ED: Talk to me about property ownership, especially in the urban areas. That seems to be an area where China wanted to be attractive to foreign investors. So there'll be hot money, FDI and so on. But you avoided the path taken by Russia and several other countries in liberalising property ownership too quickly. So where did that feature in the whole evolution?
HYP: Well, property ownership is not a big part of our liberalisation. If you look at, for instance, cross-border capital flows. We start to liberalise that capital account. But really, I think the government have followed a strategy, what I summarise as long term first, short term second; equity first and portfolio second; inflow first and outflow second. So, what did we find during the past couple of decades? A lot of FDI inflows. That would be good from policymakers’ point of view because they come to China to build factories, to create jobs and produce GDP. That's very good. But the officials have been very reluctant number one on outflows, which would sound kind of different, and now we have a lot of outflow FDI. But in terms of portfolio investment in the capital markets, that's much more restricted. Property ownership is not really something that has not opened up.
ED: Where is this debate on liberalising the capital account right now?
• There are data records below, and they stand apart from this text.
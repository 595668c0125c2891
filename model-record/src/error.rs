//! Errors raised while parsing documents into model records.

use std::fmt;

use serde_json::Value;
use thiserror::Error;

/// One step on the way from the outermost record to a nested value.
#[derive(Debug, Clone, PartialEq, Eq)]
pub enum PathSegment {
    /// A document key.
    Key(String),
    /// A sequence position.
    Index(usize),
}

/// Location of a value inside a document, rendered as `$.messages[1].content`.
#[derive(Debug, Clone, Default, PartialEq, Eq)]
pub struct FieldPath(Vec<PathSegment>);

impl FieldPath {
    /// The path of the document root.
    pub fn root() -> Self {
        Self::default()
    }

    /// A path one key below the root.
    pub fn key(key: impl Into<String>) -> Self {
        Self(vec![PathSegment::Key(key.into())])
    }

    pub fn segments(&self) -> &[PathSegment] {
        &self.0
    }

    pub fn is_root(&self) -> bool {
        self.0.is_empty()
    }

    fn prepend(&mut self, segment: PathSegment) {
        self.0.insert(0, segment);
    }
}

impl fmt::Display for FieldPath {
    fn fmt(&self, f: &mut fmt::Formatter<'_>) -> fmt::Result {
        f.write_str("$")?;
        for segment in &self.0 {
            match segment {
                PathSegment::Key(key) => write!(f, ".{key}")?,
                PathSegment::Index(index) => write!(f, "[{index}]")?,
            }
        }
        Ok(())
    }
}

/// A union alternative that rejected a value, with the reason it gave.
#[derive(Debug)]
pub struct VariantAttempt {
    /// Name of the rejected alternative.
    pub variant: &'static str,
    /// The error its parser returned.
    pub error: ModelError,
}

/// Errors from converting a document into a typed record.
///
/// Parsing is all-or-nothing: any of these aborts construction of the
/// outermost record. Paths are relative to the value handed to the parser.
///
/// ## Examples
///
/// ```
/// use model_record::{FieldPath, ModelError};
///
/// let err = ModelError::MissingField {
///     record: "FunctionCall",
///     path: FieldPath::key("arguments"),
/// };
/// assert_eq!(
///     err.to_string(),
///     "missing required field `$.arguments` in FunctionCall"
/// );
/// ```
#[derive(Debug, Error)]
pub enum ModelError {
    /// A schema-required key is absent from the document.
    #[error("missing required field `{path}` in {record}")]
    MissingField {
        /// Name of the record that declares the field.
        record: &'static str,
        /// Location of the absent key.
        path: FieldPath,
    },

    /// A value is present but cannot be read as the declared type.
    #[error("type mismatch at `{path}`: expected {expected}, found {found}")]
    TypeMismatch {
        /// Location of the offending value.
        path: FieldPath,
        /// The declared shape.
        expected: &'static str,
        /// The JSON kind that was found.
        found: &'static str,
    },

    /// No alternative of a tagged union accepted the value.
    #[error("no variant of {union} accepted the value at `{path}`{}", tag_suffix(.tag))]
    UnresolvedVariant {
        /// Name of the union type.
        union: &'static str,
        /// Location of the value.
        path: FieldPath,
        /// The discriminator value, when the union dispatches on one.
        tag: Option<String>,
        /// Every alternative tried, in declared order.
        attempts: Vec<VariantAttempt>,
    },

    /// JSON text could not be parsed at all.
    #[error("JSON parse error: {0}")]
    Json(#[from] serde_json::Error),
}

fn tag_suffix(tag: &Option<String>) -> String {
    match tag {
        Some(tag) => format!(" (tag `{tag}`)"),
        None => String::new(),
    }
}

impl ModelError {
    /// Creates a missing-field error for a top-level key of `record`.
    pub fn missing(record: &'static str, key: &str) -> Self {
        Self::MissingField {
            record,
            path: FieldPath::key(key),
        }
    }

    /// Creates a type mismatch for `found` at the current position.
    pub fn type_mismatch(expected: &'static str, found: &Value) -> Self {
        Self::TypeMismatch {
            path: FieldPath::root(),
            expected,
            found: value_kind(found),
        }
    }

    /// Re-roots this error one level deeper, under `segment`.
    ///
    /// Callers walking into a nested value wrap the nested error with the
    /// key or index they walked through.
    pub fn within(mut self, segment: PathSegment) -> Self {
        match &mut self {
            Self::MissingField { path, .. }
            | Self::TypeMismatch { path, .. }
            | Self::UnresolvedVariant { path, .. } => path.prepend(segment),
            Self::Json(_) => {}
        }
        self
    }

    /// Shorthand for [`ModelError::within`] with a key segment.
    pub fn within_key(self, key: &str) -> Self {
        self.within(PathSegment::Key(key.to_owned()))
    }

    /// Location of the failure, when the error has one.
    pub fn path(&self) -> Option<&FieldPath> {
        match self {
            Self::MissingField { path, .. }
            | Self::TypeMismatch { path, .. }
            | Self::UnresolvedVariant { path, .. } => Some(path),
            Self::Json(_) => None,
        }
    }

    pub fn is_missing_field(&self) -> bool {
        matches!(self, Self::MissingField { .. })
    }

    pub fn is_type_mismatch(&self) -> bool {
        matches!(self, Self::TypeMismatch { .. })
    }

    pub fn is_unresolved_variant(&self) -> bool {
        matches!(self, Self::UnresolvedVariant { .. })
    }
}

/// The JSON kind of a value, as used in error messages.
pub fn value_kind(value: &Value) -> &'static str {
    match value {
        Value::Null => "null",
        Value::Bool(_) => "boolean",
        Value::Number(_) => "number",
        Value::String(_) => "string",
        Value::Array(_) => "array",
        Value::Object(_) => "object",
    }
}
use model_record::{AdditionalProperties, Field, ModelRecord};

#[derive(Debug, Clone, PartialEq, ModelRecord)]
#[model(name = "FunctionCallRecord")]
pub struct FunctionCall {
    pub name: String,
    pub arguments: String,
    #[model(rename = "callId")]
    pub call_id: Field<Option<String>>,
    #[model(extra)]
    pub additional_properties: AdditionalProperties,
}

fn main() {
    let call = FunctionCall {
        name: "lookup".to_string(),
        arguments: "{}".to_string(),
        call_id: Field::Unset,
        additional_properties: AdditionalProperties::new(),
    };
    let document = call.to_document();
    assert_eq!(document.len(), 2);
    assert_eq!(FunctionCall::NAME, "FunctionCallRecord");
}
//! Error types for the `lwm` binary.

use std::path::PathBuf;

use model_record::ModelError;
use thiserror::Error;

/// Errors that can occur while checking a document.
#[derive(Debug, Error)]
pub enum CliError {
    /// The input file could not be read
    #[error("failed to read '{path}': {source}")]
    ReadFile {
        path: PathBuf,
        #[source]
        source: std::io::Error,
    },

    /// Standard input could not be read
    #[error("failed to read standard input: {0}")]
    ReadStdin(#[source] std::io::Error),

    /// The input is not JSON at all
    #[error("input is not valid JSON: {0}")]
    InvalidJson(#[from] serde_json::Error),

    /// The model name is not one `lwm models` lists
    #[error("unknown model '{0}'. Run 'lwm models' to see available models.")]
    UnknownModel(String),

    /// The document does not fit the model
    #[error("{model}: {source}")]
    Model {
        model: &'static str,
        #[source]
        source: ModelError,
    },

    /// Parsing the serialized form did not reproduce the parsed value
    #[error("{0}: serialized document does not parse back to the same value")]
    RoundTrip(&'static str),
}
Five to ten years to liberalise the capital account
HYP: The current account was opened in 1996. And the original idea was maybe China would take another five to ten years to liberalise the capital account. In fact, then governor of People’s Bank of China (PBOC) Dai Xianglong wrote a letter to IMF to inform IMF that we have done this and we're going to get on with the second phase.
ED: When he wrote a letter like that, on what confidence does he write that? Because getting a buy-in even internally is a process.
HYP: I think that there was probably some consensus among policymakers that it takes five to ten years to liberalise the capital account. But as I said at the very beginning, the right term to characterise the Chinese reform approach is not really like gradualism, or dual track, I think it’s pragmatism. The best way to characterise it is the cat theory of Deng Xiaoping, “White cat or black cat, as long as it can catch mice, it's a good cat”. So this was really the whole philosophy about economic reform policy. While PBOC said we're going to move on to liberalise the capital account, what happened was the following year in 1997, there was a big Asian financial crisis. So that job was delayed. And after the Asian financial crisis followed China's accession to WTO, then we restarted to liberalise the capital account, especially when China's foreign exchange reserves accumulated rapidly around 2003-2004. And everybody's pressuring China to appreciate the currency, to open up the capital account. So they moved ahead further, but then we got to 2008. One way of summarising what I observed during the last couple of decades, you always say, “We want to liberalise the capital account”, then when something happened, you suddenly say, “Gosh, fortunately, we haven't opened it yet”. Because if we open the capital account, we'll see much more devastating consequences. So this presents serious question. I think China wants to open up the capital account. There's no question most people feel that eventually it will open.
ED: Well, the considerations for and against, right now, the against seems to be a little bit longer.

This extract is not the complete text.